모든 문장의 vector를 구한 다음 가장 비슷한 vector를 가진 문장을 찾는다.

1. 전체 문장을 소문자화 한다.
2. 알파벳으로만 된 단어 개수가 5개 이상, 단어 개수가 15개 이하인 문장만 사용한다.

In [4]:
import boto3
import pickle
import os
import re
from nltk import word_tokenize
from gensim.models.doc2vec import Doc2Vec, TaggedDocument
from gensim.test.utils import get_tmpfile
from tqdm import tqdm_notebook

model_file = 'doc2vec.model'
pickle_file = 'corpus.pickle'
learning_on = input('Learning on? (y/n)...').lower()

Learning on? (y/n)...n


pickle 파일이 존재하지 않으면 S3에서 문장 데이터를 다운받아 pickle 파일로 저장한다.

In [None]:
p = re.compile('[a-z]+')  # 알파벳으로만 된 단어 패턴
common_texts = []

overwrite = 'n'
if os.path.exists(pickle_file):  # pickle 파일이 존재하면
    overwrite = input('Overwrite? (y/n)...').lower()

if overwrite == 'y' or not os.path.exists(pickle_file):
    bucket = boto3.resource('s3').Bucket('learningdatajchswm9')
    download_cnt = 0

    for i in tqdm_notebook(range(12876)):
        # local_file = 'sents/HOO' + str(i) + 'abstract.txt'
        local_file = 'sents/HOO' + str(i) + 'content.txt'
        
        try:
            if not os.path.exists(local_file):
                bucket.download_file(local_file, local_file)
                
            with open(local_file, 'r', encoding='UTF-8') as f:
                sentences = f.read().splitlines()
                for sent in sentences:
                    tokenized = word_tokenize(sent.lower())
                    common_texts.append(tokenized)
                        
            download_cnt += 1
            
        except Exception as e:
            print(i, e)

    with open(pickle_file, 'wb') as f:
        pickle.dump(common_texts, f, pickle.HIGHEST_PROTOCOL)
    print('%d files downloaded. %d sentences saved.' % (download_cnt, len(common_texts)))
else:
    with open(pickle_file, 'rb') as f:
        common_texts = pickle.load(f)
        print(len(common_texts), 'sentences loaded.')

Overwrite? (y/n)...n


모델을 학습시키거나 학습된 모델을 가져온다.

In [None]:
%%time

if learning_on == 'y':
    # Initialize & train a model
    documents = [TaggedDocument(doc, [i]) for i, doc in enumerate(common_texts)]
    model = Doc2Vec(documents, vector_size=300, window=7, min_count=20, workers=8, epochs=25, dm=1, dm_mean=1, dbow_words=1)

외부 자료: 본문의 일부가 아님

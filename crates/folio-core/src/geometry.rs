#![forbid(unsafe_code)]

//! Geometric primitives in document space.
//!
//! All values are CSS pixels measured from the document top. Only the vertical
//! axis matters to the engine; sections span the full content width.

/// Vertical extent of a section (or of the observation band).
#[derive(Debug, Clone, Copy, PartialEq, Default)]
#[cfg_attr(feature = "serde", derive(serde::Serialize, serde::Deserialize))]
pub struct Bounds {
    /// Top edge (inclusive).
    pub top: f64,
    /// Height in pixels. Negative heights are treated as zero.
    pub height: f64,
}

impl Bounds {
    #[inline]
    pub const fn new(top: f64, height: f64) -> Self {
        Self { top, height }
    }

    /// Bottom edge (exclusive).
    #[inline]
    pub fn bottom(&self) -> f64 {
        self.top + self.height.max(0.0)
    }

    #[inline]
    pub fn is_empty(&self) -> bool {
        self.height.is_nan() || self.height <= 0.0
    }

    /// Whether the two extents share any area.
    ///
    /// Touching edges do not count, and an empty extent intersects nothing.
    #[inline]
    pub fn intersects(&self, other: &Bounds) -> bool {
        if self.is_empty() || other.is_empty() {
            return false;
        }
        self.top < other.bottom() && other.top < self.bottom()
    }
}

/// Fractional insets that shrink the viewport into the observation band.
///
/// Mirrors a `rootMargin` of `-top% 0px -bottom% 0px`.
#[derive(Debug, Clone, Copy, PartialEq)]
#[cfg_attr(feature = "serde", derive(serde::Serialize, serde::Deserialize))]
pub struct BandInsets {
    /// Fraction of the viewport height cut from the top.
    pub top: f64,
    /// Fraction of the viewport height cut from the bottom.
    pub bottom: f64,
}

impl BandInsets {
    pub const fn new(top: f64, bottom: f64) -> Self {
        Self { top, bottom }
    }

    /// Whether both insets are in `[0, 1)` and leave a non-empty band.
    #[must_use]
    pub fn is_valid(&self) -> bool {
        (0.0..1.0).contains(&self.top)
            && (0.0..1.0).contains(&self.bottom)
            && self.top + self.bottom < 1.0
    }
}

impl Default for BandInsets {
    /// 20% off the top, 60% off the bottom: the upper-middle of the screen.
    fn default() -> Self {
        Self::new(0.20, 0.60)
    }
}

/// The visible window onto the document.
#[derive(Debug, Clone, Copy, PartialEq, Default)]
#[cfg_attr(feature = "serde", derive(serde::Serialize, serde::Deserialize))]
pub struct Viewport {
    /// Vertical scroll position (document offset of the viewport top).
    pub scroll_y: f64,
    /// Viewport height.
    pub height: f64,
}

impl Viewport {
    pub const fn new(scroll_y: f64, height: f64) -> Self {
        Self { scroll_y, height }
    }

    /// The viewport as document-space bounds.
    #[must_use]
    pub fn bounds(&self) -> Bounds {
        Bounds::new(self.scroll_y, self.height)
    }

    /// The observation band in document space.
    #[must_use]
    pub fn band(&self, insets: BandInsets) -> Bounds {
        let height = self.height.max(0.0);
        let top = self.scroll_y + height * insets.top;
        let band_height = height * (1.0 - insets.top - insets.bottom);
        Bounds::new(top, band_height.max(0.0))
    }
}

    model.save(model_file)
    
else:
    model = Doc2Vec.load(model_file)
    
model_parameters = 'vector_size=%d,window=%d,min_count=%d,epochs=%d' % (model.vector_size, model.window, model.vocabulary.min_count, model.epochs)

In [None]:
model.delete_temporary_training_data()

In [3]:
%%time

input_sents = ['Software is becoming an increasingly large part in the automotive industry.',
               'Experimental results on real and synthetic datasets demonstrate the effectiveness of our model.',
              'This thesis introduces dynamic software updating.',
              'We also describe a variant that scales to high-dimensional domains.',
              'Cloud computing faces many problems.',
              'update',
              'We consider that we can face problems',
              'We faces many problems',
              'We are developing something good.']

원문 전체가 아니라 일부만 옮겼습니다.